## ASSIGNMENT
Exact copies of all entries are expected.

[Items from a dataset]
// src/cli.rs

//! CLI argument parsing using `clap`.

use clap::{Parser, ValueEnum};

/// Command-line arguments for `jobgraph`.
#[derive(Debug, Clone, Parser)]
#[command(
    name = "jobgraph",
    version,
    about = "Validate, order and lay out job dependency graphs.",
    long_about = None
)]
pub struct CliArgs {
    /// Path to the job document (YAML, JSON or TOML).
    ///
    /// The format is picked from the file extension; anything unknown is
    /// read as YAML.
    #[arg(long, value_name = "PATH", default_value = "jobs.yaml")]
    pub config: String,

    /// Print the topologically ordered execution plan.
    ///
    /// Fails if the graph contains a cycle.
    #[arg(long)]
    pub plan: bool,

    /// Print node levels, positions and connector geometry.
    #[arg(long)]
    pub layout: bool,

    /// Emit the report as JSON on stdout instead of text.
    #[arg(long)]
    pub json: bool,

    /// Logging level (error, warn, info, debug, trace).
    ///
    /// If omitted, the `JOBGRAPH_LOG` filter or `info` is used.
    #[arg(long, value_enum, value_name = "LEVEL")]
    pub log_level: Option<LogLevel>,
}

/// Log level as exposed on the CLI.
#[derive(Debug, Copy, Clone, ValueEnum)]
pub enum LogLevel {
    Error,
    Warn,
    Info,
    Debug,
    Trace,
}

impl LogLevel {
    /// The level as an `EnvFilter` directive.
    pub fn directive(self) -> &'static str {
        match self {
            LogLevel::Error => "error",
            LogLevel::Warn => "warn",
            LogLevel::Info => "info",
            LogLevel::Debug => "debug",
            LogLevel::Trace => "trace",
        }
    }
}

/// Convenience wrapper around `CliArgs::parse()`.
pub fn parse() -> CliArgs {
    CliArgs::parse()
}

## EXERCISE RESPONSE
// src/cli.rs

//! CLI argument parsing using `clap`.

use clap::{Parser, ValueEnum};

/// Command-line arguments for `jobgraph`.
#[derive(Debug, Clone, Parser)]
#[command(
    name = "jobgraph",
    version,
    about = "Validate, order and lay out job dependency graphs.",
    long_about = None
)]
pub struct CliArgs {
    /// Path to the job document (YAML, JSON or TOML).
    ///
    /// The format is picked from the file extension; anything unknown is
    /// read as YAML.
    #[arg(long, value_name = "PATH", default_value = "jobs.yaml")]
    pub config: String,

    /// Print the topologically ordered execution plan.
    ///
    /// Fails if the graph contains a cycle.
    #[arg(long)]
    pub plan: bool,

    /// Print node levels, positions and connector geometry.
    #[arg(long)]
    pub layout: bool,

    /// Emit the report as JSON on stdout instead of text.
    #[arg(long)]
    pub json: bool,

    /// Logging level (error, warn, info, debug, trace).
    ///
    /// If omitted, the `JOBGRAPH_LOG` filter or `info` is used.
    #[arg(long, value_enum, value_name = "LEVEL")]
    pub log_level: Option<LogLevel>,
}

/// Log level as exposed on the CLI.
#[derive(Debug, Copy, Clone, ValueEnum)]
pub enum LogLevel {
    Error,
    Warn,
    Info,
    Debug,
    Trace,
}

impl LogLevel {
    /// The level as an `EnvFilter` directive.
    pub fn directive(self) -> &'static str {
        match self {
            LogLevel::Error => "error",
            LogLevel::Warn => "warn",
            LogLevel::Info => "info",
            LogLevel::Debug => "debug",
            LogLevel::Trace => "trace",
        }
    }
}

/// Convenience wrapper around `CliArgs::parse()`.
pub fn parse() -> CliArgs {
    CliArgs::parse()
}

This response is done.